BFM Business
Agriculture

"L'ambition est maximale": les syndicats agricoles se préparent à leur prochaine bataille électorale

Des agriculteurs français conduisant des tracteurs en convoi, avec une banderole de la Coordination rurale 47, à Villeneuve-sur-Lot (Lot-et-Garonne), le 29 janvier 2024 (photo d'illustration).

Des agriculteurs français conduisant des tracteurs en convoi, avec une banderole de la Coordination rurale 47, à Villeneuve-sur-Lot (Lot-et-Garonne), le 29 janvier 2024 (photo d'illustration). - CHRISTOPHE ARCHAMBAULT / AFP

Des élections professionnelles cruciales pour les syndicats agricoles, aujourd'hui mobilisés une nouvelle fois dans le pays, seront organisées en janvier 2025.

Un "référendum" ou un "combat de coq"? Une bataille se profile à l'horizon pour les syndicats agricoles. En janvier prochain, un peu plus de 2 millions d'électeurs seront appelés aux urnes pour renouveler les membres des chambres d'agriculture départementales. Au-delà des missions assurées par ces organismes locaux, ces élections professionnelles permettent, tous les six ans, de mesurer la représentativité des syndicats au sein du monde agricole – et aussi de répartir les financements publics. Sur le terrain, au moment où les mobilisations repartent de plus belle, la prochaine échéance électorale s'invite dans toutes les têtes syndicales.

À la présidence de la Coordination rurale, Véronique Le Floc'h martèle qu'il s'agit d'un "référendum" pour le monde agricole. "Il faut choisir si l'on veut continuer dans la lancée des trente dernières années ou si l'on veut prendre un virage et se reprendre en main", avance-t-elle, évoquant l'alliance majoritaire FNSEA et Jeunes agriculteurs (JA) qui contrôle la quasi-totalité des chambres d'agriculture. Revigorée par les manifestations des derniers mois, où elle s'est illustrée par ses coups d'éclat médiatiques, la bouillonnante organisation syndicale espère ravir quelques départements à la coalition FNSEA-JA. "L'ambition est maximale", ne cache pas Véronique Le Floc'h.

"De la colère"

Dans le Gers, voisin de son bastion du Lot-et-Garonne, le syndicat jaune et noir a "toutes les chances d'y arriver", veut croire le président de la section locale, Lionel Candelon. "On comptait 40 adhérents il y a un an et demi, on est passé à 200 adhérents", cite-t-il en exemple, même si "rien n'est jamais gagné". La Charente, le Puy-de-Dôme ou le Calvados pourraient également basculer vers la Coordination rurale, qui ne compte aujourd'hui que trois départements sous ses couleurs, loin de rivaliser avec la coalition FNSEA-JA. Le syndicat multiplie les coups contre ses rivaux, leur reprochant régulièrement d'être inefficaces ou de soutenir l'agro-industrie.

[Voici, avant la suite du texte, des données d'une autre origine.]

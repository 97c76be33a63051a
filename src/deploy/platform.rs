// src/deploy/platform.rs

//! Platform-specific bundle adjustments
//!
//! Devices, GPU libraries and similar host resources differ per platform.
//! Implementations are registered statically under the platform identifier
//! reported by the target.

use crate::error::{Error, Result};
use crate::exec::CommandRunner;
use serde_json::Value;
use std::collections::BTreeMap;
use std::path::Path;
use tracing::debug;

const VERSION_FILE: &str = "/version.txt";

/// Adjusts a runtime configuration for one platform
pub trait PlatformCapability {
    /// Identifier this capability is registered under
    fn id(&self) -> &str;

    /// Add platform mounts, devices and environment to a bundle config
    fn update_bundle_config(&self, runner: &dyn CommandRunner, config: &mut Value) -> Result<()>;
}

/// Platform identifier to capability mapping
#[derive(Default)]
pub struct PlatformRegistry {
    capabilities: BTreeMap<String, Box<dyn PlatformCapability>>,
}

impl PlatformRegistry {
    pub fn new() -> Self {
        Self::default()
    }

    /// Register a capability, replacing any previous one with the same id
    pub fn register(&mut self, capability: Box<dyn PlatformCapability>) {
        self.capabilities
            .insert(capability.id().to_string(), capability);
    }

    pub fn get(&self, id: &str) -> Result<&dyn PlatformCapability> {
        self.capabilities
            .get(id)
            .map(|capability| capability.as_ref())
            .ok_or_else(|| Error::UnsupportedPlatform(id.to_string()))
    }

    pub fn ids(&self) -> impl Iterator<Item = &str> {
        self.capabilities.keys().map(String::as_str)
    }
}

/// Platform identifier of the target
///
/// Image names in `/version.txt` look like `<image>-<platform>-<build>`; the
/// platform is the second-to-last dash-separated field of the first line.
/// `None` when the file is absent or has no such field.
pub fn detect_platform(runner: &dyn CommandRunner) -> Option<String> {
    let contents = runner.read_file(Path::new(VERSION_FILE)).ok()?;
    let first_line = contents.lines().next()?.trim();
    let fields: Vec<&str> = first_line.split('-').collect();
    if fields.len() < 2 {
        return None;
    }

    let platform = fields[fields.len() - 2];
    debug!("Detected platform {:?} from {}", platform, VERSION_FILE);
    (!platform.is_empty()).then(|| platform.to_string())
}
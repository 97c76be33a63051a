// src/deploy/bundle.rs

//! OCI runtime bundle description

use serde_json::{Value, json};
use std::path::PathBuf;

/// A composed bundle ready for an OCI runtime
#[derive(Debug, Clone)]
pub struct Bundle {
    /// Full name of the package the bundle runs
    pub name: String,
    /// Bundle directory holding `config.json`
    pub dir: PathBuf,
    /// Overlay mount point, the container's root
    pub rootfs: PathBuf,
    /// Read-only layers, most significant first
    pub lower_dirs: Vec<PathBuf>,
    /// Runtime configuration written to `config.json`
    pub config: Value,
}

/// Default runtime configuration
///
/// The container runs as root inside a user namespace mapped to uid/gid
/// 1000, with `rootfs` as its root and no arguments yet.
pub fn runtime_config_template() -> Value {
    let capabilities = json!([
        "CAP_SETPCAP",
        "CAP_FSETID",
        "CAP_KILL",
        "CAP_AUDIT_WRITE",
        "CAP_NET_BIND_SERVICE",
        "CAP_SETUID",
        "CAP_NET_RAW",
        "CAP_SETGID",
        "CAP_CHOWN"
    ]);

    json!({
        "ociVersion": "1.0.2",
        "process": {
            "terminal": true,
            "user": { "uid": 0, "gid": 0 },
            "args": [],
            "env": [
                "PATH=/usr/local/sbin:/usr/local/bin:/usr/sbin:/usr/bin:/sbin:/bin",
                "TERM=xterm",
                "HOME=/home/root"
            ],
            "cwd": "/",
            "capabilities": {
                "bounding": capabilities.clone(),
                "effective": capabilities.clone(),
                "inheritable": capabilities.clone(),
                "permitted": capabilities.clone(),
                "ambient": capabilities
            },
            "rlimits": [
                { "type": "RLIMIT_NOFILE", "hard": 1024, "soft": 1024 },
                { "type": "RLIMIT_NPROC", "hard": 300, "soft": 300 },
                { "type": "RLIMIT_RTPRIO", "hard": 6, "soft": 6 }
            ],
            "noNewPrivileges": true
        },
        "root": { "path": "rootfs" },
        "hostname": "default",
        "mounts": [
            { "destination": "/proc", "type": "proc", "source": "proc" },
            {
                "destination": "/dev",
                "type": "tmpfs",
                "source": "tmpfs",
                "options": ["nosuid", "strictatime", "mode=755", "size=65536k"]
            },
            {
                "destination": "/dev/pts",
                "type": "devpts",
                "source": "devpts",
                "options": ["nosuid", "noexec", "newinstance", "ptmxmode=0666", "mode=0620"]
            },
            {
                "destination": "/dev/shm",
                "type": "tmpfs",
                "source": "shm",
                "options": ["nosuid", "noexec", "nodev", "mode=1777", "size=65536k"]
            },
            {
                "destination": "/dev/mqueue",
                "type": "mqueue",
                "source": "mqueue",
                "options": ["nosuid", "noexec", "nodev"]
            },
            {
                "destination": "/sys",
                "type": "bind",
                "source": "/sys",
                "options": ["rbind", "nosuid", "noexec", "nodev", "ro"]
            }
        ],
        "linux": {
            "uidMappings": [{ "containerID": 0, "hostID": 1000, "size": 1 }],
            "gidMappings": [{ "containerID": 0, "hostID": 1000, "size": 1 }],
            "namespaces": [
                { "type": "pid" },
                { "type": "ipc" },
                { "type": "uts" },
                { "type": "mount" }
            ],
            "maskedPaths": [
                "/proc/kcore",
                "/proc/latency_stats",
                "/proc/timer_list",
                "/proc/timer_stats",
                "/proc/sched_debug",
                "/sys/firmware",
                "/proc/scsi"
            ],
            "readonlyPaths": [
                "/proc/asound",
                "/proc/bus",
                "/proc/fs",
                "/proc/irq",
                "/proc/sys",
                "/proc/sysrq-trigger"
            ],
            "resources": {
                "devices": [{ "allow": false, "access": "rwm" }]
            },
            "devices": []
        }
    })
}

/// Append an argument to `process.args`
pub fn push_process_arg(config: &mut Value, arg: &str) {
    if let Some(args) = config
        .pointer_mut("/process/args")
        .and_then(Value::as_array_mut)
    {
        args.push(Value::String(arg.to_string()));
    }
}
// build.rs

use clap::{Arg, ArgAction, Command};
use clap_mangen::Man;
use std::env;
use std::fs;
use std::path::PathBuf;

fn format_arg() -> Arg {
    Arg::new("format")
        .short('f')
        .long("format")
        .value_parser(["erofs", "tar-gzip"])
        .help("Content layer format [default: erofs, or tar-gzip with --no-integrity]")
}

fn no_integrity_arg() -> Arg {
    Arg::new("no-integrity")
        .long("no-integrity")
        .action(ArgAction::SetTrue)
        .help("Allow content layers without dm-verity")
}

fn root_arg() -> Arg {
    Arg::new("root")
        .long("root")
        .value_name("DIR")
        .help("Root of the packages, mounts and bundles directories")
}

fn build_cli() -> Command {
    Command::new("bolt")
        .version(env!("CARGO_PKG_VERSION"))
        .author("Bolt Contributors")
        .about("Build, resolve and deploy layered bolt packages")
        .subcommand_required(true)
        .arg(
            Arg::new("verbose")
                .short('v')
                .long("verbose")
                .global(true)
                .action(ArgAction::SetTrue)
                .help("Log debug output, including every external command"),
        )
        .subcommand(
            Command::new("pack")
                .about("Pack a package config and a content archive into a package")
                .arg(Arg::new("config").required(true).help("Package configuration (package.json)"))
                .arg(Arg::new("content").required(true).help("Content as a tar or tar.gz archive"))
                .arg(
                    Arg::new("output")
                        .short('o')
                        .long("output")
                        .default_value(".")
                        .help("Directory the package is written to"),
                )
                .arg(format_arg())
                .arg(no_integrity_arg()),
        )
        .subcommand(
            Command::new("make")
                .about("Build a package from its <alias>.bolt.json recipe")
                .arg(Arg::new("alias").required(true).help("Recipe alias"))
                .arg(
                    Arg::new("directory")
                        .short('C')
                        .long("directory")
                        .default_value(".")
                        .help("Directory the recipe and package store searches start from"),
                )
                .arg(
                    Arg::new("output")
                        .short('o')
                        .long("output")
                        .default_value(".")
                        .help("Directory the package is written to"),
                )
                .arg(format_arg())
                .arg(no_integrity_arg()),
        )
        .subcommand(
            Command::new("resolve")
                .about("Print the dependency closure of a package, dependencies first")
                .arg(
                    Arg::new("name")
                        .required(true)
                        .help("Package full name (<id>+<version>) or recipe alias"),
                )
                .arg(
                    Arg::new("directory")
                        .short('C')
                        .long("directory")
                        .default_value(".")
                        .help("Directory the package store search starts from"),
                )
                .arg(
                    Arg::new("store")
                        .long("store")
                        .value_name("DIR")
                        .help("Package store to use instead of searching for one"),
                ),
        )
        .subcommand(
            Command::new("diff")
                .about("Write the layer separating two OCI images")
                .arg(Arg::new("bottom").required(true).help("Bottom image (OCI layout as tar or tar.gz)"))
                .arg(Arg::new("top").required(true).help("Top image (OCI layout as tar or tar.gz)"))
                .arg(Arg::new("layer").required(true).help("Where the tar.gz layer is written")),
        )
        .subcommand(
            Command::new("install")
                .about("Install a package archive into the deployed-package directory")
                .arg(Arg::new("archive").required(true).help("Package archive (<id>+<version>.bolt)"))
                .arg(root_arg()),
        )
        .subcommand(
            Command::new("deploy")
                .about("Mount a deployed package and its dependencies into a runtime bundle")
                .arg(Arg::new("name").required(true).help("Package full name (<id>+<version>)"))
                .arg(root_arg()),
        )
        .subcommand(
            Command::new("teardown")
                .about("Unmount a deployed package's content layer and the bundles using it")
                .arg(Arg::new("name").required(true).help("Package full name (<id>+<version>)"))
                .arg(root_arg()),
        )
}

fn main() {
    println!("cargo:rerun-if-changed=build.rs");

    let out_dir = PathBuf::from(env::var("CARGO_MANIFEST_DIR").unwrap());
    let man_dir = out_dir.join("man");
    fs::create_dir_all(&man_dir).expect("Failed to create man directory");

    let man = Man::new(build_cli());
    let mut buffer = Vec::new();
    man.render(&mut buffer).expect("Failed to render man page");

    let man_path = man_dir.join("bolt.1");
    fs::write(&man_path, buffer).expect("Failed to write man page");
}
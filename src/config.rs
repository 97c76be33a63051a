// src/config.rs

//! Runtime settings
//!
//! A single `Settings` value is built by the caller and passed by reference
//! into every operation that needs it. Nothing in the library reads ambient
//! global state.

use std::path::PathBuf;

/// Name of the directory holding built package archives
pub const PACKAGE_STORE_DIR: &str = "bolts";

/// How many parent directories are searched for stores and recipes
pub const MAX_SEARCH_DEPTH: usize = 100;

/// File extension of package archives
pub const PACKAGE_EXTENSION: &str = "bolt";

/// Where packages are unpacked on a deployment target
pub const DEPLOYED_PACKAGES_DIR: &str = "/data/bolt/packages";

/// Where package content layers are mounted on a deployment target
pub const DEPLOYED_MOUNTS_DIR: &str = "/data/bolt/mounts";

/// Where runtime bundles are assembled on a deployment target
pub const DEPLOYED_BUNDLES_DIR: &str = "/data/bolt/bundles";

const VERITYSETUP_PATH: &str = "/usr/sbin/veritysetup";
const DMSETUP_PATH: &str = "/usr/sbin/dmsetup";

/// Settings threaded through pack, make and deploy operations
#[derive(Debug, Clone)]
pub struct Settings {
    /// Directory name searched for when locating the local package store
    pub store_dir_name: String,
    /// Upper bound on parent-directory walks
    pub max_search_depth: usize,
    /// Archive extension, without the dot
    pub package_extension: String,
    /// Directory of unpacked packages on the deployment target
    pub packages_dir: PathBuf,
    /// Directory of per-package layer mount points
    pub mounts_dir: PathBuf,
    /// Directory of per-package runtime bundles
    pub bundles_dir: PathBuf,
    /// veritysetup binary used for binding and opening verity devices
    pub veritysetup: PathBuf,
    /// dmsetup binary used for probing and removing verity devices
    pub dmsetup: PathBuf,
    /// Produce integrity-bound images when packing
    pub require_integrity: bool,
}

impl Default for Settings {
    fn default() -> Self {
        Self {
            store_dir_name: PACKAGE_STORE_DIR.to_string(),
            max_search_depth: MAX_SEARCH_DEPTH,
            package_extension: PACKAGE_EXTENSION.to_string(),
            packages_dir: PathBuf::from(DEPLOYED_PACKAGES_DIR),
            mounts_dir: PathBuf::from(DEPLOYED_MOUNTS_DIR),
            bundles_dir: PathBuf::from(DEPLOYED_BUNDLES_DIR),
            veritysetup: PathBuf::from(VERITYSETUP_PATH),
            dmsetup: PathBuf::from(DMSETUP_PATH),
            require_integrity: true,
        }
    }
}

impl Settings {
    /// Point all deployment directories below one root
    pub fn with_deploy_root(mut self, root: impl Into<PathBuf>) -> Self {
        let root = root.into();
        self.packages_dir = root.join("packages");
        self.mounts_dir = root.join("mounts");
        self.bundles_dir = root.join("bundles");
        self
    }

    /// File name of the archive for a package full name
    pub fn archive_name(&self, full_name: &str) -> String {
        format!("{}.{}", full_name, self.package_extension)
    }

    /// Directory an unpacked package lives in on the deployment target
    pub fn package_dir(&self, full_name: &str) -> PathBuf {
        self.packages_dir.join(full_name)
    }

    /// Mount point of a package's content layer
    pub fn mount_dir(&self, full_name: &str) -> PathBuf {
        self.mounts_dir.join(full_name)
    }

    /// Runtime bundle directory of a package
    pub fn bundle_dir(&self, full_name: &str) -> PathBuf {
        self.bundles_dir.join(full_name)
    }
}

#[cfg(test)]
mod tests {
    use super::*;

    #[test]
    fn test_default_settings() {
        let settings = Settings::default();
        assert_eq!(settings.store_dir_name, "bolts");
        assert_eq!(settings.max_search_depth, 100);
        assert!(settings.require_integrity);
        assert_eq!(
            settings.mount_dir("app+1.0"),
            PathBuf::from("/data/bolt/mounts/app+1.0")
        );
    }

    #[test]
    fn test_with_deploy_root() {
        let settings = Settings::default().with_deploy_root("/tmp/target");
        assert_eq!(
            settings.package_dir("base+1.0"),
            PathBuf::from("/tmp/target/packages/base+1.0")
        );
        assert_eq!(
            settings.bundle_dir("base+1.0"),
            PathBuf::from("/tmp/target/bundles/base+1.0")
        );
        assert_eq!(settings.archive_name("base+1.0"), "base+1.0.bolt");
    }
}
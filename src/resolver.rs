// src/resolver.rs

//! Dependency closure computation
//!
//! Depth-first, post-order walk from the target package. Every id may appear
//! at exactly one version across the whole graph; there is no range solving
//! and no backtracking. The result lists dependencies before dependents with
//! the target last, and siblings in each config's declaration order.

use crate::error::{Error, Result};
use crate::package::{Package, PackageProvider};
use std::collections::HashMap;
use tracing::{debug, warn};

#[derive(Debug, Clone, Copy, PartialEq, Eq)]
enum Mark {
    InProgress,
    Done,
}

struct Node {
    version: String,
    mark: Mark,
    package: Option<Package>,
}

/// Walk state over an arena of nodes indexed by package id
struct Walk<'p> {
    provider: &'p dyn PackageProvider,
    nodes: Vec<Node>,
    by_id: HashMap<String, usize>,
    order: Vec<usize>,
    /// Full names on the current DFS path, for cycle reports
    path: Vec<String>,
}

impl Walk<'_> {
    fn visit(&mut self, full_name: &str) -> Result<()> {
        let package = self
            .provider
            .lookup(full_name)?
            .ok_or_else(|| Error::PackageNotFound(full_name.to_string()))?;

        if package.full_name() != full_name {
            return Err(Error::IdentityMismatch {
                requested: full_name.to_string(),
                found: package.full_name(),
            });
        }

        debug!("Found {} in {:?}", full_name, package.source());

        let id = package.identity().id.clone();
        let version = package.identity().version.clone();

        if let Some(&index) = self.by_id.get(&id) {
            let node = &self.nodes[index];
            if node.version != version {
                return Err(Error::VersionConflict {
                    id,
                    first: node.version.clone(),
                    second: version,
                });
            }
            if node.mark == Mark::InProgress {
                let start = self
                    .path
                    .iter()
                    .position(|name| name == full_name)
                    .unwrap_or(0);
                let mut cycle = self.path[start..].to_vec();
                cycle.push(full_name.to_string());
                return Err(Error::CyclicDependency(cycle));
            }
            warn!(
                "Multiple packages depend on the same package {}",
                full_name
            );
            return Ok(());
        }

        let dependencies: Vec<String> = package
            .dependencies()
            .iter()
            .map(|dependency| dependency.full_name())
            .collect();

        let index = self.nodes.len();
        self.nodes.push(Node {
            version,
            mark: Mark::InProgress,
            package: Some(package),
        });
        self.by_id.insert(id, index);
        self.path.push(full_name.to_string());

        for dependency in &dependencies {
            self.visit(dependency)?;
        }

        self.path.pop();
        self.nodes[index].mark = Mark::Done;
        self.order.push(index);
        debug!("Resolved {}", full_name);
        Ok(())
    }
}

/// Compute the ordered dependency closure of `target`
pub fn resolve(target: &str, provider: &dyn PackageProvider) -> Result<Vec<Package>> {
    let mut walk = Walk {
        provider,
        nodes: Vec::new(),
        by_id: HashMap::new(),
        order: Vec::new(),
        path: Vec::new(),
    };
    walk.visit(target)?;

    let Walk {
        mut nodes, order, ..
    } = walk;
    Ok(order
        .into_iter()
        .filter_map(|index| nodes[index].package.take())
        .collect())
}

"Il y a de la colère dans le monde agricole" et "certains discours directs plaisent dans les moments difficiles", constate le président des Jeunes agriculteurs du Gers, Guillaume Fauqué, estimant que "ceux qui ont été aux responsabilités jusqu'à présent seront forcément fragilisés".

Du côté de la FNSEA, l'heure est à la discrétion. Au niveau national, le premier syndicat agricole s'exprime au minimum sur les prochaines élections, préférant concentrer son discours médiatique sur les mobilisations actuelles. Mais les élections se préparent depuis longtemps à l'échelle locale. Une nouvelle fois, la FNSEA repartira au combat avec ses alliés des Jeunes agriculteurs. "On a évidemment ces élections en tête", confirme Guillaume Fauqué. Pour lui, les mobilisations des derniers mois n'ont pas été profitables qu'à la seule Coordination rurale. "Il y a eu une vraie énergie collective lors des manifestations", se remémore-t-il, avec une vague de nouveaux adhérents.

Prime majoritaire

Alors que les agriculteurs redescendent dans la rue, certains craignent que la perspective des élections agricoles ne pousse les syndicats à la surenchère. Laurence Marandola, porte-parole de la Confédération paysanne, regrette "un combat de coq" entre la FNSEA et la Coordination rurale qui invisibilise parfois les enjeux. Le troisième syndicat agricole, qui n'a pas rejoint l'appel à la mobilisation nationale, préfère ses modes d'action habituels pour se faire entendre. Lui aussi espère titiller les acquis de l'alliance FNSEA-JA. "On a frôlé" la victoire en Ariège et en Loire-Atlantique en 2019, et "on est encore très ambitieux" cette fois-ci, avance Laurence Marandola.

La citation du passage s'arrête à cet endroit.